BTW: After sharing his past adventures, struggles, and disappointments, the grandfather encourages the narrator to write his story down and put it out into the world. What role does the concept of storytelling play in the book?
MC: In writing about the grandfather and the grandmother’s experience as well as the narrator’s experience growing up in this family where there was so much left unsaid, I think what brought the themes of secrets and stories and lies into the foreground in my imagination was not storytelling so much as the mechanisms within families that lead to family mythologies being created. The official versions of what happened in a family versus the “truth” about what happened, and the way that consensus can emerge, or, if not that, then the ways in which official versions are imposed on what happened.
I always wondered after sitting with my real grandfather what he hadn’t told me. When I was in my 20s and able talk to my parents on a different level, they would say things like, “Well, that was what you thought was happening at the time, but this is what really happened.” That can be such a powerful experience for anyone: to come into contact with a different, apparently truthful, account of a remembered event or to be given the account of an event that you never knew about at all but that suddenly explains something that you could never understand before. It’s a really powerful experience and it’s a very common experience.
BTW: Near the end of the book, the narrator is doing a reading at Books & Books in Coral Gables and you mention owner Mitchell Kaplan — it’s a nice little shout out for indie booksellers. What have your experiences doing readings and signings at indie bookstores been like over the years?
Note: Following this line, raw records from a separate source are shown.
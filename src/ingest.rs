use chrono::Utc;

use crate::errors::{ImportError, ImportResult};
use crate::normalize::normalize;
use crate::parsers::ofx;
use crate::sanitize::sanitize;
use crate::store::StatementStore;
use crate::types::ImportSummary;

/// One uploaded statement file, as handed over by the HTTP layer.
#[derive(Debug, Clone)]
pub struct StatementUpload {
    pub filename: String,
    pub bytes: Vec<u8>,
}

/// Runs one uploaded file end-to-end: sanitize, parse (structural first,
/// pattern fallback second), normalize, persist. Synchronous and single
/// pass; concurrent imports for different files are independent.
pub struct StatementImporter<S> {
    store: S,
}

impl<S: StatementStore> StatementImporter<S> {
    pub fn new(store: S) -> Self {
        StatementImporter { store }
    }

    /// Exactly one outcome per call: a summary with the inserted count, or
    /// one of the rejection reasons. Individually defective records are
    /// skipped, never fatal — an upload whose every record is unusable still
    /// succeeds with a count of zero.
    pub fn ingest(
        &self,
        upload: Option<StatementUpload>,
        user_id: &str,
    ) -> ImportResult<ImportSummary> {
        let upload = upload.ok_or(ImportError::NoFileUploaded)?;

        let text = String::from_utf8_lossy(&upload.bytes);
        let sanitized = sanitize(&text);

        if !ofx::is_viable(&sanitized) {
            return Err(ImportError::NotAStatementFile);
        }

        let raw_transactions = match ofx::extract_structural(&sanitized) {
            Some(found) => found,
            None => {
                tracing::warn!(
                    file = %upload.filename,
                    "no transaction list in document tree, trying pattern extraction"
                );
                ofx::extract_by_pattern(&sanitized).ok_or(ImportError::NoTransactionData)?
            }
        };

        let statement = self
            .store
            .create_statement(&upload.filename, user_id)
            .map_err(log_store_error)?;

        let now = Utc::now();
        let mut records = Vec::with_capacity(raw_transactions.len());
        for raw in &raw_transactions {
            match normalize(raw, user_id, &statement.id, now) {
                Ok(record) => records.push(record),
                Err(defect) => {
                    tracing::warn!(statement = %statement.id, %defect, "skipping unusable record");
                }
            }
        }

        let inserted = self
            .store
            .insert_transactions(&records)
            .map_err(log_store_error)?;

        Ok(ImportSummary {
            message: "ok".to_string(),
            transactions_count: inserted,
        })
    }
}

fn log_store_error(error: crate::store::StoreError) -> ImportError {
    tracing::error!(%error, "statement import failed in the storage layer");
    ImportError::Storage(error)
}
MC: First of all, my love of independent booksellers and independent bookstores is truly life-long. There is a real homecoming and sense of pleasure and comfort for me in walking into an independent bookstore, particularly one where you sense the presence of the staff, of the owner, of the managers, of the people who work there shaping your experience from the moment you walk in the door.
For me, there is almost nothing about going on tour that is fun. Plane travel is horrible, you have to get up really early, and you’re tired. It’s a grind — you have to answer all these questions all the time, you’re in airports and you see there are no copies of your book so you’re just worrying about your book and what is going to happen to it and whether anyone is liking it or reading it, and the whole thing is just either tedious, hard work, or anxiety-inducing.
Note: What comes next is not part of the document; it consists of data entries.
/// Nested view of an OFX document.
///
/// OFX in the wild is SGML-ish: leaf tags usually have no closing marker,
/// aggregates usually do, and neither rule is reliable. The tree is built
/// tolerantly — a tag whose content up to the next marker holds no nested
/// marker becomes a `Leaf`, explicit closers pop back to the matching open
/// tag, stray closers are ignored. Lookups are fallible instead of panicking
/// on a missing key.
#[derive(Debug, Clone, PartialEq, Eq)]
pub enum OfxTree {
    Leaf(String),
    Node(Vec<(String, OfxTree)>),
}

impl OfxTree {
    /// First child with the given tag name, case-insensitive.
    pub fn child(&self, name: &str) -> Option<&OfxTree> {
        match self {
            OfxTree::Leaf(_) => None,
            OfxTree::Node(children) => children
                .iter()
                .find(|(key, _)| key.eq_ignore_ascii_case(name))
                .map(|(_, tree)| tree),
        }
    }

    /// Every child with the given tag name, in document order.
    pub fn children<'a>(&'a self, name: &'a str) -> impl Iterator<Item = &'a OfxTree> {
        let entries: &[(String, OfxTree)] = match self {
            OfxTree::Leaf(_) => &[],
            OfxTree::Node(children) => children,
        };
        entries
            .iter()
            .filter(move |(key, _)| key.eq_ignore_ascii_case(name))
            .map(|(_, tree)| tree)
    }

    /// Descends through one child per path segment; `None` as soon as a
    /// segment is missing or a leaf is reached early.
    pub fn walk(&self, path: &[&str]) -> Option<&OfxTree> {
        path.iter().try_fold(self, |node, name| node.child(name))
    }

    pub fn leaf_value(&self) -> Option<&str> {
        match self {
            OfxTree::Leaf(value) => Some(value),
            OfxTree::Node(_) => None,
        }
    }
}

struct Frame {
    name: String,
    children: Vec<(String, OfxTree)>,
    text: String,
}

impl Frame {
    fn new(name: String) -> Self {
        Frame {
            name,
            children: Vec::new(),
            text: String::new(),
        }
    }

    fn into_tree(self) -> OfxTree {
        if self.children.is_empty() {
            OfxTree::Leaf(self.text)
        } else {
            // Mixed content loses its text; OFX aggregates carry no values.
            OfxTree::Node(self.children)
        }
    }
}

/// Builds the tree from sanitized text. Never fails — unparseable input
/// just yields a tree the caller's path lookups will miss on.
pub fn parse_tree(text: &str) -> OfxTree {
    let mut stack: Vec<Frame> = vec![Frame::new(String::new())];

    let mut rest = text;
    while let Some(open) = rest.find('<') {
        push_text(&mut stack, &rest[..open]);
        rest = &rest[open + 1..];

        let Some(close) = rest.find('>') else {
            // Dangling '<' with no '>': nothing structural left.
            rest = "";
            break;
        };
        let tag = rest[..close].trim();
        rest = &rest[close + 1..];

        if tag.is_empty() || tag.starts_with('?') || tag.starts_with('!') {
            continue;
        }

        if let Some(closer) = tag.strip_prefix('/') {
            let name = closer.split_whitespace().next().unwrap_or("");
            close_tag(&mut stack, name);
        } else if let Some(empty) = tag.strip_suffix('/') {
            if let (Some(name), Some(top)) = (empty.split_whitespace().next(), stack.last_mut()) {
                top.children
                    .push((name.to_ascii_uppercase(), OfxTree::Leaf(String::new())));
            }
        } else if let Some(name) = tag.split_whitespace().next() {
            open_tag(&mut stack, name);
        }
    }
    push_text(&mut stack, rest);

    while stack.len() > 1 {
        finish_top(&mut stack);
    }
    match stack.pop() {
        Some(root) => OfxTree::Node(root.children),
        None => OfxTree::Node(Vec::new()),
    }
}

fn push_text(stack: &mut [Frame], text: &str) {
    let text = text.trim();
    if text.is_empty() {
        return;
    }
    if let Some(top) = stack.last_mut() {
        if !top.text.is_empty() {
            top.text.push(' ');
        }
        top.text.push_str(text);
    }
}

fn open_tag(stack: &mut Vec<Frame>, name: &str) {
    // An open frame holding bare text when the next tag starts is a leaf
    // that never got its closer.
    if stack.len() > 1
        && stack
            .last()
            .is_some_and(|top| top.children.is_empty() && !top.text.is_empty())
    {
        finish_top(stack);
    }
    stack.push(Frame::new(name.to_ascii_uppercase()));
}

fn close_tag(stack: &mut Vec<Frame>, name: &str) {
    // Stray closers (no matching open tag, or the root) are dropped.
    let Some(pos) = stack
        .iter()
        .rposition(|frame| frame.name.eq_ignore_ascii_case(name))
    else {
        return;
    };
    if pos == 0 {
        return;
    }
    while stack.len() > pos {
        finish_top(stack);
    }
}

fn finish_top(stack: &mut Vec<Frame>) {
    if stack.len() < 2 {
        return;
    }
    let Some(frame) = stack.pop() else { return };
    let name = frame.name.clone();
    let tree = frame.into_tree();
    if let Some(parent) = stack.last_mut() {
        parent.children.push((name, tree));
    }
}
The only thing that I can actually look forward to is getting into the bookstores and either meeting booksellers I haven’t met before or getting to see old friends like Mitch and other booksellers around the country, like Elaine Petrocelli and her staff at Book Passage here in California.
I’ve been doing this a long time and a lot of these places are more than familiar to me by now and so I actually just kind of need it… I need the bookstore encounter; it makes it bearable.
BTW: How does it feel to have independent booksellers across the country responding so enthusiastically to your book?
MC: I’m very excited about it. I got to look at some of the [Indie Next List] nominations that were submitted and they just made me feel very good… enormous waves of gratitude and appreciation. I felt very much that the book had been very well understood by the people whose nominations I read. I felt that it had been seen clearly.
BTW: Is there anything you can tell readers about what you are working on next?
MC: Yes, I am working on a book. It’s a long overdue follow-up — but not a sequel — to Summerland, my book for a somewhat younger readership. It’s something I’ve been trying to get around to for a long time.